There are two kinds of yes in this world, and most of us know both of them very well, even if we have never thought to name them. There's the yes that comes from wanting, something unmistakable in your body, clear and forward-leaning, every part of you orienting toward a person or an experience or a moment. You know this yes. You don't have to convince yourself of it, you don't have to talk yourself into it, it comes from somewhere underneath thought and the thinking mind is doing nothing but trying to keep up.

And then there is the other one, the one that comes from not quite knowing how to say no, from not wanting to disappoint, from the simple fact that stopping feels more complicated than continuing, from the years and years and decades of practice we have all had at going along because going along is the path that keeps everyone in the room comfortable. This yes also works. It moves the night forward. From the outside it can look exactly like the first kind, and the person across from you may genuinely never know which one you offered them.

But you know. And it leaves you, afterward, feeling a little less like yourself than when you started, in a way that is hard to name until you start naming it.

Most of us have spent our lives, sometimes decades of our lives, learning to settle for the second kind because nobody ever told us we were allowed to ask for the first. Or how. That gap is the gap BeforePlay™ is built to close.


When two people actually sit down and have the conversation before any of the moment-by-moment of intimacy begins, something shifts in the room that is genuinely hard to describe until you have felt it. The chemistry doesn't change. The attraction doesn't change. What changes is the safety, the deep-body safety that lives below words, and once that safety is genuinely there the nervous system does something close to remarkable: it lets go. The guardedness softens. The held breath you didn't know you were holding releases. The body stops managing the situation and starts feeling it. What was being kept at arm's length, in case you needed to pull it back, becomes something you can actually move toward.

What most people experience as talking-killing-the-mood is the absence of that safety making itself known, sometimes for the first time. The BeforePlay™ conversation creates the safety on purpose, in advance, in language, so that when desire shows up it has somewhere real to land. Communication is the ground desire grows in. There is no version of pleasure that doesn't need ground.

Communication is the ground desire grows in.

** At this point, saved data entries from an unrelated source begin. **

//! Line-based terminal front end.
//!
//! The participant types a key name (`left`, `right`, `n`, `r`, ...) and
//! presses Enter; an empty line counts as `space`. Images are announced by
//! path since a terminal cannot draw them.

use std::io::{self, BufRead, Write};
use std::rc::Rc;
use std::sync::mpsc::{self, Receiver, RecvTimeoutError};
use std::thread;
use std::time::{Duration, Instant};

use cogex_core::Key;
use cogex_experiment::{FieldKind, Frame, IntakeForm, IntakePrompt, Surface, SurfaceError};
use tracing::debug;

const CLEAR: &str = "\x1B[2J\x1B[H";

/// Lines read from stdin on a background thread.
#[derive(Clone)]
struct Lines {
    rx: Rc<Receiver<String>>,
}

impl Lines {
    fn new(rx: Receiver<String>) -> Self {
        Self { rx: Rc::new(rx) }
    }

    fn spawn() -> Self {
        let (tx, rx) = mpsc::channel();
        thread::spawn(move || {
            let stdin = io::stdin();
            for line in stdin.lock().lines() {
                let Ok(line) = line else { break };
                if tx.send(line).is_err() {
                    break;
                }
            }
            debug!("stdin closed");
        });
        Self::new(rx)
    }

    /// Next line, `None` once `deadline` passes. A closed stdin is `Closed`.
    fn next(&self, deadline: Option<Instant>) -> Result<Option<String>, SurfaceError> {
        match deadline {
            Some(deadline) => {
                let remaining = deadline.saturating_duration_since(Instant::now());
                match self.rx.recv_timeout(remaining) {
                    Ok(line) => Ok(Some(line)),
                    Err(RecvTimeoutError::Timeout) => Ok(None),
                    Err(RecvTimeoutError::Disconnected) => Err(SurfaceError::Closed),
                }
            }
            None => self.rx.recv().map(Some).map_err(|_| SurfaceError::Closed),
        }
    }
}

/// Opens the terminal and returns its presentation and intake halves.
pub fn open() -> (ConsoleSurface, ConsoleForm) {
    let lines = Lines::spawn();
    (
        ConsoleSurface {
            lines: lines.clone(),
        },
        ConsoleForm { lines },
    )
}

pub struct ConsoleSurface {
    lines: Lines,
}

impl Surface for ConsoleSurface {
    fn show(&mut self, frame: Frame<'_>) -> Result<(), SurfaceError> {
        let mut out = io::stdout().lock();
        match frame {
            Frame::Image {
                path,
                width,
                height,
            } => {
                write!(out, "{CLEAR}")?;
                let mirrored = if height < 0 { " (upside down)" } else { "" };
                writeln!(
                    out,
                    "[image {}x{}] {}{mirrored}",
                    width,
                    height.abs(),
                    path.display()
                )?;
            }
            Frame::Text(text) => {
                write!(out, "{CLEAR}")?;
                writeln!(out, "{text}")?;
            }
            Frame::Blank => write!(out, "{CLEAR}")?,
        }
        out.flush()?;
        Ok(())
    }

    fn await_key(
        &mut self,
        allowed: &[Key],
        timeout: Option<Duration>,
    ) -> Result<Option<Key>, SurfaceError> {
        let deadline = timeout.map(|limit| Instant::now() + limit);
        loop {
            let Some(line) = self.lines.next(deadline)? else {
                return Ok(None);
            };
            let key = if line.trim().is_empty() {
                Key::new("space")
            } else {
                Key::new(&line)
            };
            if allowed.is_empty() || allowed.contains(&key) {
                return Ok(Some(key));
            }
            debug!(key = %key, "ignored key");
        }
    }
}

pub struct ConsoleForm {
    lines: Lines,
}

impl IntakeForm for ConsoleForm {
    fn ask(&mut self, prompt: &IntakePrompt<'_>) -> Result<Option<Vec<String>>, SurfaceError> {
        let mut out = io::stdout().lock();
        writeln!(out, "{CLEAR}== {} ==", prompt.title)?;
        writeln!(out, "{}\n", prompt.message)?;
        writeln!(out, "(press Enter to keep the value in brackets, Ctrl-D to cancel)")?;

        let mut answers = Vec::with_capacity(prompt.fields.len());
        for field in &prompt.fields {
            loop {
                match field.kind {
                    FieldKind::SingleChoice { choices } => {
                        write!(out, "{} ({}) [{}]: ", field.label, choices.join("/"), field.value)?
                    }
                    FieldKind::TextField { .. } => {
                        write!(out, "{} [{}]: ", field.label, field.value)?
                    }
                }
                out.flush()?;

                let line = match self.lines.next(None) {
                    Ok(Some(line)) => line,
                    Ok(None) | Err(SurfaceError::Closed) => return Ok(None),
                    Err(err) => return Err(err),
                };
                let answer = line.trim();
                if answer.is_empty() {
                    answers.push(field.value.clone());
                    break;
                }
                if let FieldKind::SingleChoice { choices } = field.kind {
                    if !choices.iter().any(|choice| choice == answer) {
                        writeln!(out, "Please choose one of: {}", choices.join(", "))?;
                        continue;
                    }
                }
                answers.push(answer.to_string());
                break;
            }
        }
        Ok(Some(answers))
    }
}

The people I have worked with who actually learned to have this conversation will tell you, in slightly different words but essentially the same thing every time, that knowing what their partner actually wants makes the whole experience more alive. That hearing a clear yes from someone who could have said no changes what a yes feels like in their own body. That intimacy with a person who has spoken their own truth out loud is a categorically different experience than intimacy with a person who is still performing theirs. And once you have felt the difference, you don't really want to go back.

You don't have to choose between honesty and heat. You don't have to choose between the conversation and the connection. You just have to be willing to have the one before the other.

And the first time you do, the first time you sit across from someone with all of your clothes on and tell them honestly what you want and what you need and where you're scared, and they sit there and listen and tell you their own version of the same, the air in the room will change in a way you will recognize in your body the moment it happens. The way you recognize the first warm evening of the year, before you have looked at the calendar to confirm it.

You'll know. That will be the start of it.